Boris Johnson chairs his first Cabinet meeting on Thursday after a drastic overhaul
Premier Li Keqiang urged deeper political mutual trust and expanded pragmatic cooperation between China and Britain as he congratulated Boris Johnson on Wednesday on becoming the country's new prime minister.
In a congratulatory letter published on Thursday, Li said ties between China and Britain have maintained a good momentum in recent years with close high-level bilateral exchanges and fruitful cooperation in various areas.
The premier voiced his appreciation to Johnson for his efforts in deepening bilateral ties during his tenures as London mayor and foreign secretary.
Li said China attaches importance to relations with Britain, and he is ready to work together with Johnson to continue with the Golden Era of the bilateral relations and promote the steady growth of the ties.
In London, Johnson gathered his top team around him for the first time on Thursday for a Cabinet meeting that sent a clear message to the European Union that Britain is deadly serious about leaving the bloc on or before the scheduled Oct 31 deadline.
After the meeting, Johnson headed across the road, from 10 Downing Street to the Houses of Parliament, where he addressed MPs and set out his vision for the future, receiving expected criticism from the opposition and some members of his own party, and warm support from others.
On both occasions, Johnson reiterated his commitment to the Oct 31 deadline, which, he told his ministers during their early-morning Cabinet meeting, left his government with "a momentous task ahead".
Johnson's Cabinet is radically different from the one that supported former prime minister Theresa May.
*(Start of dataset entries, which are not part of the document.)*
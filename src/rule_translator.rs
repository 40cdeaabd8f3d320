//! Translation of validation rule lists into schema constraints.
//!
//! Rules are folded left to right. A token that sets an attribute already set by an earlier
//! token overwrites it. `min`/`max` are interpreted against the type known *at that point* of
//! the fold, so `min:3|integer` yields a length bound on an integer field. Contradictory
//! combinations are kept as given. Unknown tokens are ignored.

use crate::metadata::{short_name, RuleSpec};
use crate::schema::{ArraySchema, PrimitiveSchema, PrimitiveType, SchemaNode};
use log::debug;

/// Type implied by a rule list
#[derive(Debug, Clone, Copy, PartialEq, Eq)]
pub enum ConstraintType {
    String,
    Integer,
    Number,
    Boolean,
    Array,
}

/// Normalized constraints of a single validated field
#[derive(Debug, Clone, PartialEq)]
pub struct ConstraintSet {
    pub constraint_type: ConstraintType,
    pub format: Option<String>,
    pub nullable: bool,
    pub enum_values: Option<Vec<String>>,
    pub minimum: Option<f64>,
    pub maximum: Option<f64>,
    pub min_length: Option<u64>,
    pub max_length: Option<u64>,
    pub min_items: Option<u64>,
    pub max_items: Option<u64>,
    /// Whether the field is required in the enclosing object
    pub required: bool,
}

impl Default for ConstraintSet {
    fn default() -> Self {
        Self {
            constraint_type: ConstraintType::String,
            format: None,
            nullable: false,
            enum_values: None,
            minimum: None,
            maximum: None,
            min_length: None,
            max_length: None,
            min_items: None,
            max_items: None,
            required: false,
        }
    }
}

#[derive(Clone, Copy)]
enum Bound {
    Lower,
    Upper,
}

/// Translates a rule specification (piped string or token list)
pub fn translate_spec(spec: &RuleSpec) -> ConstraintSet {
    translate(&spec.tokens())
}

/// Folds rule tokens into a constraint set
pub fn translate(tokens: &[&str]) -> ConstraintSet {
    let mut constraints = ConstraintSet::default();

    for token in tokens {
        let (keyword, argument) = match token.split_once(':') {
            Some((keyword, argument)) => (keyword.trim(), Some(argument.trim())),
            None => (token.trim(), None),
        };

        match keyword.to_ascii_lowercase().as_str() {
            "required" => constraints.required = true,
            "sometimes" => constraints.required = false,
            "nullable" => constraints.nullable = true,
            "string" => constraints.constraint_type = ConstraintType::String,
            "integer" | "int" => constraints.constraint_type = ConstraintType::Integer,
            "numeric" | "decimal" => constraints.constraint_type = ConstraintType::Number,
            "boolean" | "bool" => constraints.constraint_type = ConstraintType::Boolean,
            "array" => constraints.constraint_type = ConstraintType::Array,
            "email" => constraints.set_string_format("email"),
            "url" => constraints.set_string_format("uri"),
            "uuid" => constraints.set_string_format("uuid"),
            "date" => constraints.set_string_format("date"),
            "date_format" => constraints.set_string_format("date-time"),
            "in" => {
                if let Some(values) = argument {
                    constraints.enum_values = Some(split_list(values));
                }
            }
            "min" => constraints.apply_bound(Bound::Lower, argument),
            "max" => constraints.apply_bound(Bound::Upper, argument),
            "between" => {
                if let Some((low, high)) = argument.and_then(|a| a.split_once(',')) {
                    constraints.apply_bound(Bound::Lower, Some(low.trim()));
                    constraints.apply_bound(Bound::Upper, Some(high.trim()));
                }
            }
            _ if short_name(keyword) == "Required" => constraints.required = true,
            other => debug!("Ignoring unrecognized rule token: {}", other),
        }
    }

    constraints
}

fn split_list(values: &str) -> Vec<String> {
    values
        .split(',')
        .map(|v| v.trim().trim_matches(|c| c == '"' || c == '\'').to_string())
        .filter(|v| !v.is_empty())
        .collect()
}

impl ConstraintSet {
    fn set_string_format(&mut self, format: &str) {
        self.constraint_type = ConstraintType::String;
        self.format = Some(format.to_string());
    }

    fn apply_bound(&mut self, bound: Bound, argument: Option<&str>) {
        let Some(value) = argument.and_then(|a| a.parse::<f64>().ok()) else {
            debug!("Ignoring bound without numeric argument: {:?}", argument);
            return;
        };
        let length = || if value < 0.0 { 0 } else { value.floor() as u64 };

        match (self.constraint_type, bound) {
            (ConstraintType::Integer | ConstraintType::Number, Bound::Lower) => {
                self.minimum = Some(value)
            }
            (ConstraintType::Integer | ConstraintType::Number, Bound::Upper) => {
                self.maximum = Some(value)
            }
            (ConstraintType::String, Bound::Lower) => self.min_length = Some(length()),
            (ConstraintType::String, Bound::Upper) => self.max_length = Some(length()),
            (ConstraintType::Array, Bound::Lower) => self.min_items = Some(length()),
            (ConstraintType::Array, Bound::Upper) => self.max_items = Some(length()),
            (ConstraintType::Boolean, _) => debug!("Ignoring bound on boolean field"),
        }
    }

    /// Schema node carrying these constraints. `required` belongs to the enclosing object
    /// and is not part of the node.
    pub fn to_schema(&self) -> SchemaNode {
        let kind = match self.constraint_type {
            ConstraintType::Array => {
                return SchemaNode::Array(ArraySchema {
                    items: Box::new(SchemaNode::string()),
                    min_items: self.min_items,
                    max_items: self.max_items,
                    nullable: self.nullable,
                });
            }
            ConstraintType::String => PrimitiveType::String,
            ConstraintType::Integer => PrimitiveType::Integer,
            ConstraintType::Number => PrimitiveType::Number,
            ConstraintType::Boolean => PrimitiveType::Boolean,
        };

        SchemaNode::Primitive(PrimitiveSchema {
            kind,
            format: self.format.clone(),
            nullable: self.nullable,
            enum_values: self.enum_values.clone(),
            minimum: self.minimum,
            maximum: self.maximum,
            min_length: self.min_length,
            max_length: self.max_length,
        })
    }
}

#[cfg(test)]
mod tests {
    use super::*;
    use pretty_assertions::assert_eq;
    use serde_json::json;

    fn piped(rules: &str) -> ConstraintSet {
        translate_spec(&RuleSpec::Piped(rules.to_string()))
    }

    #[test]
    fn test_required_string_with_length_bounds() {
        let constraints = piped("required|string|min:2|max:100");

        assert_eq!(constraints.constraint_type, ConstraintType::String);
        assert!(constraints.required);
        assert_eq!(constraints.min_length, Some(2));
        assert_eq!(constraints.max_length, Some(100));
        assert_eq!(constraints.minimum, None);
        assert_eq!(
            serde_json::to_value(constraints.to_schema()).unwrap(),
            json!({"type": "string", "minLength": 2, "maxLength": 100})
        );
    }

    #[test]
    fn test_nullable_integer_with_value_bounds() {
        let constraints = piped("nullable|integer|min:18|max:120");

        assert_eq!(constraints.constraint_type, ConstraintType::Integer);
        assert!(constraints.nullable);
        assert!(!constraints.required);
        assert_eq!(constraints.minimum, Some(18.0));
        assert_eq!(constraints.maximum, Some(120.0));
        assert_eq!(
            serde_json::to_value(constraints.to_schema()).unwrap(),
            json!({"type": "integer", "nullable": true, "minimum": 18, "maximum": 120})
        );
    }

    #[test]
    fn test_token_list_matches_piped_form() {
        let list = translate_spec(&RuleSpec::List(vec![
            "required".to_string(),
            "email".to_string(),
        ]));
        assert_eq!(list, piped("required|email"));
        assert_eq!(list.format.as_deref(), Some("email"));
    }

    #[test]
    fn test_bound_uses_type_known_so_far() {
        let constraints = piped("min:3|integer");
        assert_eq!(constraints.constraint_type, ConstraintType::Integer);
        assert_eq!(constraints.min_length, Some(3));
        assert_eq!(constraints.minimum, None);
    }

    #[test]
    fn test_last_token_wins_for_type_and_bounds() {
        let constraints = piped("integer|numeric|max:5|max:10");
        assert_eq!(constraints.constraint_type, ConstraintType::Number);
        assert_eq!(constraints.maximum, Some(10.0));
    }

    #[test]
    fn test_formats() {
        assert_eq!(piped("url").format.as_deref(), Some("uri"));
        assert_eq!(piped("date").format.as_deref(), Some("date"));
        assert_eq!(piped("date_format:Y-m-d H:i:s").format.as_deref(), Some("date-time"));
        assert_eq!(piped("uuid").format.as_deref(), Some("uuid"));
    }

    #[test]
    fn test_enum_from_in_rule() {
        let constraints = piped("required|in:draft,published, archived");
        assert_eq!(
            constraints.enum_values,
            Some(vec![
                "draft".to_string(),
                "published".to_string(),
                "archived".to_string()
            ])
        );
    }

    #[test]
    fn test_array_bounds_become_item_counts() {
        let constraints = piped("array|min:1|max:5");
        assert_eq!(
            serde_json::to_value(constraints.to_schema()).unwrap(),
            json!({"type": "array", "items": {"type": "string"}, "minItems": 1, "maxItems": 5})
        );
    }

    #[test]
    fn test_between_sets_both_bounds() {
        let constraints = piped("numeric|between:0.5,10");
        assert_eq!(constraints.minimum, Some(0.5));
        assert_eq!(constraints.maximum, Some(10.0));
    }

    #[test]
    fn test_unknown_tokens_are_ignored() {
        let constraints = piped("confirmed|unique:users,email|App\\Rules\\Uppercase");
        assert_eq!(constraints, ConstraintSet::default());
    }

    #[test]
    fn test_default_type_is_string() {
        let constraints = translate(&[]);
        assert_eq!(constraints.constraint_type, ConstraintType::String);
        assert!(!constraints.required);
    }

    #[test]
    fn test_contradictory_flags_are_kept() {
        let constraints = piped("required|nullable");
        assert!(constraints.required);
        assert!(constraints.nullable);

        let optional = piped("required|sometimes");
        assert!(!optional.required);
    }

    #[test]
    fn test_rule_object_named_required_marks_field() {
        let constraints = translate(&["Illuminate\\Validation\\Rules\\Required", "string"]);
        assert!(constraints.required);
    }

    #[test]
    fn test_non_numeric_bound_is_ignored() {
        let constraints = piped("string|min:abc");
        assert_eq!(constraints.min_length, None);
    }
}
Hers comprised ministers with a relatively wide range of Brexit viewpoints. Seventeen members of May's old team-more than half-either resigned or were sacked within a few hours of him taking over as prime minister on Wednesday afternoon. Among them was Jeremy Hunt, May's foreign secretary and Johnson's recent rival for leadership of the Conservative Party.
Leading Brexiteers now have all the key roles at Parliament's highest level, including Sajid Javid, who is the new chancellor of the exchequer; Dominic Raab, who is now foreign secretary; and Priti Patel, who takes over as home secretary. Other key appointments include Liz Truss, who becomes international trade secretary, and Jacob Rees-Mogg, who Johnson declared leader of the House of Commons.
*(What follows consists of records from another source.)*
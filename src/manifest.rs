use crate::error::Error;
use crate::metadata::{Capability, Metadata, SourceRef};
use anyhow::{Context, Result};
use log::{debug, warn};
use std::collections::HashMap;
use std::fs;
use std::path::{Path, PathBuf};

/// Loader for reflection manifests.
///
/// A manifest is a JSON or YAML dump of routes, controller signatures and type shapes, written
/// by a reflection tool running inside the documented application. Relative source file
/// references are anchored to the source root when one is configured, otherwise to the
/// manifest's own directory. Anchored paths are absolute, so later lookups never join the root
/// a second time.
///
/// # Example
///
/// ```no_run
/// use openapi_from_metadata::manifest::ManifestParser;
/// use std::path::Path;
///
/// let metadata = ManifestParser::new().parse_file(Path::new("routes.json")).unwrap();
/// println!("Loaded {} routes", metadata.routes.len());
/// ```
#[derive(Debug, Clone, Default)]
pub struct ManifestParser {
    source_root: Option<PathBuf>,
}

impl ManifestParser {
    pub fn new() -> Self {
        Self::default()
    }

    pub fn with_source_root(mut self, source_root: Option<PathBuf>) -> Self {
        self.source_root = source_root;
        self
    }

    /// Parses a single manifest file, picking the format from its extension.
    ///
    /// # Errors
    ///
    /// Returns an error if the file cannot be read or is not a valid manifest.
    pub fn parse_file(&self, path: &Path) -> Result<Metadata> {
        debug!("Parsing manifest: {}", path.display());

        let content = fs::read_to_string(path)
            .with_context(|| format!("Failed to read manifest: {}", path.display()))?;

        let parsed = if is_json(path) {
            serde_json::from_str::<Metadata>(&content).map_err(|e| e.to_string())
        } else {
            serde_yaml::from_str::<Metadata>(&content).map_err(|e| e.to_string())
        };
        let mut metadata = parsed.map_err(|message| Error::ManifestError {
            file: path.to_path_buf(),
            message,
        })?;

        let anchor = match &self.source_root {
            Some(root) => root.as_path(),
            None => path.parent().unwrap_or(Path::new("")),
        };
        let anchor = if anchor.as_os_str().is_empty() {
            Path::new(".")
        } else {
            anchor
        };
        let anchor = std::path::absolute(anchor)
            .with_context(|| format!("Failed to resolve source root: {}", anchor.display()))?;
        anchor_sources(&mut metadata, &anchor);

        debug!(
            "Manifest {}: {} routes, {} controllers, {} types",
            path.display(),
            metadata.routes.len(),
            metadata.controllers.len(),
            metadata.types.len()
        );
        Ok(metadata)
    }

    /// Parses several manifests, continuing past the ones that fail
    pub fn parse_files(&self, paths: &[PathBuf]) -> Vec<Result<Metadata>> {
        debug!("Parsing {} manifests", paths.len());

        let results: Vec<Result<Metadata>> = paths
            .iter()
            .map(|path| {
                self.parse_file(path).inspect_err(|e| {
                    warn!("Failed to parse {}: {:#}", path.display(), e);
                })
            })
            .collect();

        let success_count = results.iter().filter(|r| r.is_ok()).count();
        debug!(
            "Parsing complete: {} succeeded, {} failed",
            success_count,
            results.len() - success_count
        );
        results
    }
}

/// Merge manifest fragments in order.
///
/// Routes are concatenated. Controllers and types are keyed by identity; a later fragment
/// replaces an earlier definition.
pub fn merge(fragments: Vec<Metadata>) -> Metadata {
    let mut merged = Metadata::default();
    let mut controller_slots: HashMap<String, usize> = HashMap::new();
    let mut type_slots: HashMap<String, usize> = HashMap::new();

    for fragment in fragments {
        merged.routes.extend(fragment.routes);

        for controller in fragment.controllers {
            match controller_slots.get(&controller.identity) {
                Some(&slot) => {
                    warn!("Controller {} defined twice, using the later one", controller.identity);
                    merged.controllers[slot] = controller;
                }
                None => {
                    controller_slots.insert(controller.identity.clone(), merged.controllers.len());
                    merged.controllers.push(controller);
                }
            }
        }

        for meta in fragment.types {
            match type_slots.get(&meta.identity) {
                Some(&slot) => {
                    warn!("Type {} defined twice, using the later one", meta.identity);
                    merged.types[slot] = meta;
                }
                None => {
                    type_slots.insert(meta.identity.clone(), merged.types.len());
                    merged.types.push(meta);
                }
            }
        }
    }

    merged
}

fn is_json(path: &Path) -> bool {
    path.extension()
        .and_then(|ext| ext.to_str())
        .is_some_and(|ext| ext.eq_ignore_ascii_case("json"))
}

fn anchor_sources(metadata: &mut Metadata, anchor: &Path) {
    let method_sources = metadata
        .controllers
        .iter_mut()
        .flat_map(|c| c.methods.iter_mut())
        .filter_map(|m| m.source.as_mut());
    let type_sources = metadata.types.iter_mut().filter_map(|t| match &mut t.capability {
        Capability::Projected { source } => source.as_mut(),
        _ => None,
    });

    for source in method_sources.chain(type_sources) {
        if let SourceRef::File { file, .. } = source {
            if file.is_relative() {
                *file = anchor.join(&*file);
            }
        }
    }
}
The new prime minister told members of his Cabinet, which he claimed respects the "depth and breadth of talent in our extraordinary party", that they are at a "pivotal moment in our country's history".
"We are now committed, all of us, to leaving the European Union on Oct 31, or indeed earlier. No ifs, no buts, but we are not going to wait until Oct 31 to get on with a fantastic new agenda for our country, and that means delivering the priorities of the people."
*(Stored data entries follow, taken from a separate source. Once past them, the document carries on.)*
#[cfg(test)]
mod tests {
    use super::*;
    use crate::catalog::TypeCatalog;
    use crate::metadata::{ParamMeta, SourceRef, TypeMeta};
    use crate::source_scan::SourceReader;
    use indexmap::IndexMap;
    use pretty_assertions::assert_eq;
    use serde_json::json;

    fn param(name: &str, ty: TypeDescriptor) -> ParamMeta {
        ParamMeta {
            name: name.to_string(),
            ty: Some(ty),
            optional: false,
            default: None,
        }
    }

    fn method(name: &str, parameters: Vec<ParamMeta>) -> MethodMeta {
        MethodMeta {
            name: name.to_string(),
            doc: None,
            parameters,
            returns: None,
            source: None,
        }
    }

    fn projected(identity: &str) -> TypeMeta {
        TypeMeta {
            identity: identity.to_string(),
            doc: None,
            capability: Capability::Projected { source: None },
        }
    }

    fn generator() -> SchemaGenerator {
        let mut rules = IndexMap::new();
        rules.insert("name".to_string(), crate::metadata::RuleSpec::Piped("required".to_string()));
        let types = vec![
            TypeMeta {
                identity: "App\\Http\\Requests\\StoreUserRequest".to_string(),
                doc: None,
                capability: Capability::RuleValidated { rules },
            },
            projected("App\\Http\\Resources\\UserResource"),
            projected("App\\Http\\Resources\\PostResource"),
        ];
        SchemaGenerator::new(
            TypeCatalog::from_parts(types, Vec::new()),
            SourceReader::new(None),
        )
    }

    fn codes(responses: &ResponseSet) -> Vec<u16> {
        responses.keys().copied().collect()
    }

    const CONTROLLER: &str = "App\\Http\\Controllers\\UserController";

    #[test]
    fn test_store_with_validated_input() {
        let mut gen = generator();
        let store = method(
            "store",
            vec![param(
                "request",
                TypeDescriptor::named("App\\Http\\Requests\\StoreUserRequest"),
            )],
        );

        let responses = ResponseInferencer::new().infer(CONTROLLER, &store, &mut gen);
        assert_eq!(codes(&responses), vec![201, 400, 401, 403, 422, 500]);
        assert_eq!(responses[&201].description, "Resource created successfully");
        assert_eq!(
            serde_json::to_value(responses[&422].schema.as_ref().unwrap()).unwrap(),
            json!({
                "type": "object",
                "properties": {
                    "message": {"type": "string"},
                    "errors": {
                        "type": "object",
                        "additionalProperties": {"type": "array", "items": {"type": "string"}}
                    }
                }
            })
        );
    }

    #[test]
    fn test_show_with_identifier() {
        let mut gen = generator();
        let show = method("show", vec![param("id", TypeDescriptor::primitive("int"))]);

        let responses = ResponseInferencer::new().infer(CONTROLLER, &show, &mut gen);
        assert_eq!(codes(&responses), vec![200, 400, 401, 404, 500]);
    }

    #[test]
    fn test_destroy_with_identifier() {
        let mut gen = generator();
        let destroy = method("destroy", vec![param("id", TypeDescriptor::primitive("int"))]);

        let responses = ResponseInferencer::new().infer(CONTROLLER, &destroy, &mut gen);
        assert_eq!(codes(&responses), vec![204, 400, 401, 403, 404, 500]);
        assert_eq!(responses[&204].schema, None);
    }

    #[test]
    fn test_identifier_suffix_and_fetch_or_fail_add_not_found() {
        let mut gen = generator();
        let by_param = method("profile", vec![param("team_id", TypeDescriptor::primitive("int"))]);
        let responses = ResponseInferencer::new().infer(CONTROLLER, &by_param, &mut gen);
        assert!(responses.contains_key(&404));

        let mut by_body = method("profile", Vec::new());
        by_body.source = Some(SourceRef::Inline {
            inline: "$user = User::findOrFail($request->user_id);".to_string(),
        });
        let responses = ResponseInferencer::new().infer(CONTROLLER, &by_body, &mut gen);
        assert!(responses.contains_key(&404));

        let plain = method("profile", Vec::new());
        let responses = ResponseInferencer::new().infer(CONTROLLER, &plain, &mut gen);
        assert_eq!(codes(&responses), vec![200, 400, 401, 500]);
    }

    #[test]
    fn test_explicit_annotations_take_precedence() {
        let mut gen = generator();
        let mut store = method("store", Vec::new());
        store.doc = Some("/**\n * @response 202 Queued for import\n * @response 400 Broken CSV\n */".to_string());
        store.returns = Some(ReturnShape::RawResponse);

        let responses = ResponseInferencer::new().infer(CONTROLLER, &store, &mut gen);
        assert_eq!(codes(&responses), vec![201, 202, 400, 401, 403, 500]);
        assert_eq!(responses[&202].description, "Queued for import");
        assert_eq!(responses[&202].schema, None);
        assert_eq!(responses[&400].description, "Broken CSV");
        assert_eq!(responses[&201].schema, Some(SchemaNode::object()));
    }

    #[test]
    fn test_annotated_extra_success_keeps_inferred_success() {
        let mut gen = generator();
        let mut store = method("store", Vec::new());
        store.doc = Some("/** @response 202 Queued */".to_string());
        store.returns = Some(ReturnShape::Typed {
            ty: TypeDescriptor::named("App\\Http\\Resources\\PostResource"),
        });

        let responses = ResponseInferencer::new().infer(CONTROLLER, &store, &mut gen);
        assert_eq!(codes(&responses), vec![201, 202, 400, 401, 403, 500]);
        assert_eq!(
            responses[&201].schema,
            Some(SchemaNode::reference("PostResource"))
        );
        assert_eq!(responses[&202].description, "Queued");
    }

    #[test]
    fn test_annotated_success_code_is_not_overwritten() {
        let mut gen = generator();
        let mut show = method("show", Vec::new());
        show.doc = Some("/** @response 200 Cached profile */".to_string());
        show.returns = Some(ReturnShape::Typed {
            ty: TypeDescriptor::named("App\\Http\\Resources\\UserResource"),
        });

        let responses = ResponseInferencer::new().infer(CONTROLLER, &show, &mut gen);
        assert_eq!(responses[&200].description, "Cached profile");
        assert_eq!(responses[&200].schema, None);
    }

    #[test]
    fn test_default_responses_only_fill_gaps() {
        let mut gen = generator();
        let defaults = BTreeMap::from([
            (401, "Token missing".to_string()),
            (429, "Slow down".to_string()),
        ]);
        let index = method("index", Vec::new());

        let responses = ResponseInferencer::new()
            .with_default_responses(defaults)
            .infer(CONTROLLER, &index, &mut gen);
        assert_eq!(responses[&401].description, "Unauthenticated");
        assert_eq!(responses[&429].description, "Slow down");
    }

    #[test]
    fn test_wrapped_collection_item_from_annotation() {
        let mut gen = generator();
        let mut index = method("index", Vec::new());
        index.returns = Some(ReturnShape::WrappedCollection);
        index.doc = Some("/** @return AnonymousResourceCollection<PostResource> */".to_string());

        let responses = ResponseInferencer::new().infer(CONTROLLER, &index, &mut gen);
        assert_eq!(
            serde_json::to_value(responses[&200].schema.as_ref().unwrap()).unwrap(),
            json!({
                "type": "object",
                "properties": {"data": {
                    "type": "array",
                    "items": {"$ref": "#/components/schemas/PostResource"}
                }}
            })
        );
        assert_eq!(responses[&200].description, "List retrieved successfully");
    }

    #[test]
    fn test_wrapped_collection_item_from_body_then_convention() {
        let mut gen = generator();
        let mut index = method("index", Vec::new());
        index.returns = Some(ReturnShape::WrappedCollection);
        index.source = Some(SourceRef::Inline {
            inline: "return PostResource::collection(Post::latest()->paginate());".to_string(),
        });
        let responses = ResponseInferencer::new().infer(CONTROLLER, &index, &mut gen);
        let schema = responses[&200].schema.as_ref().unwrap();
        assert_eq!(
            serde_json::to_value(schema).unwrap()["properties"]["data"]["items"],
            json!({"$ref": "#/components/schemas/PostResource"})
        );

        index.source = None;
        let responses = ResponseInferencer::new().infer(CONTROLLER, &index, &mut gen);
        let schema = responses[&200].schema.as_ref().unwrap();
        assert_eq!(
            serde_json::to_value(schema).unwrap()["properties"]["data"]["items"],
            json!({"$ref": "#/components/schemas/UserResource"})
        );
    }

    #[test]
    fn test_wrapped_collection_without_item_is_array_of_objects() {
        let mut gen = generator();
        let mut index = method("index", Vec::new());
        index.returns = Some(ReturnShape::WrappedCollection);

        let responses = ResponseInferencer::new().infer("App\\TagController", &index, &mut gen);
        assert_eq!(
            serde_json::to_value(responses[&200].schema.as_ref().unwrap()).unwrap(),
            json!({
                "type": "object",
                "properties": {"data": {"type": "array", "items": {"type": "object"}}}
            })
        );
    }

    #[test]
    fn test_raw_response_uses_return_annotation() {
        let mut gen = generator();
        let mut show = method("show", Vec::new());
        show.returns = Some(ReturnShape::RawResponse);
        show.doc = Some("/** @return UserResource */".to_string());
        let responses = ResponseInferencer::new().infer(CONTROLLER, &show, &mut gen);
        assert_eq!(
            responses[&200].schema,
            Some(SchemaNode::reference("UserResource"))
        );

        show.doc = None;
        let responses = ResponseInferencer::new().infer(CONTROLLER, &show, &mut gen);
        assert_eq!(responses[&200].schema, Some(SchemaNode::object()));
    }

    #[test]
    fn test_typed_return_resolves_named_type() {
        let mut gen = generator();
        let mut show = method("show", Vec::new());
        show.returns = Some(ReturnShape::Typed {
            ty: TypeDescriptor::named("App\\Http\\Resources\\UserResource"),
        });

        let responses = ResponseInferencer::new().infer(CONTROLLER, &show, &mut gen);
        assert_eq!(
            responses[&200].schema,
            Some(SchemaNode::reference("UserResource"))
        );
        assert!(gen.registry().contains("UserResource"));
    }

    #[test]
    fn test_unreadable_source_degrades_to_generic_success() {
        let mut gen = generator();
        let mut index = method("index", Vec::new());
        index.returns = Some(ReturnShape::WrappedCollection);
        index.source = Some(SourceRef::File {
            file: "/missing/UserController.php".into(),
            start_line: Some(10),
            end_line: Some(20),
        });

        let responses = ResponseInferencer::new().infer(CONTROLLER, &index, &mut gen);
        assert_eq!(codes(&responses), vec![200, 400, 401, 500]);
        assert_eq!(responses[&200].schema, Some(SchemaNode::object()));
    }

    #[test]
    fn test_degraded_responses_use_method_name() {
        let mut gen = generator();
        let responses = ResponseInferencer::new().degraded("update", &mut gen);
        assert_eq!(codes(&responses), vec![200, 400, 401, 403, 404, 500]);
        assert_eq!(responses[&200].schema, Some(SchemaNode::object()));
    }

    #[test]
    fn test_success_conventions() {
        assert_eq!(success_status("store"), 201);
        assert_eq!(success_status("createDraft"), 201);
        assert_eq!(success_status("destroy"), 204);
        assert_eq!(success_status("index"), 200);
        assert_eq!(success_description("edit"), "Resource updated successfully");
        assert_eq!(success_description("archive"), "Successful response");
    }
}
In his speech before Parliament, Johnson said he has also asked the independent expert body called the Migration Advisory Committee to come up with a new plan for the nation's immigration system, effectively scrapping planned changes to the UK's visa rules that had been in the pipeline. He also said officials currently working in Brussels will be "unshackled" so they can work on potential trade deals with non-EU nations.
Sky News claimed Johnson's "ruthless cull" of May's supporters from his Cabinet has provoked anger among many Conservative Party MPs.
And Scotland's first minister, Nicola Sturgeon, has written an open letter to Johnson, saying EU-supporting Scotland must have an alternative option to his Brexit plans. She said she may trigger another referendum among Scottish voters on whether the nation should leave the UK.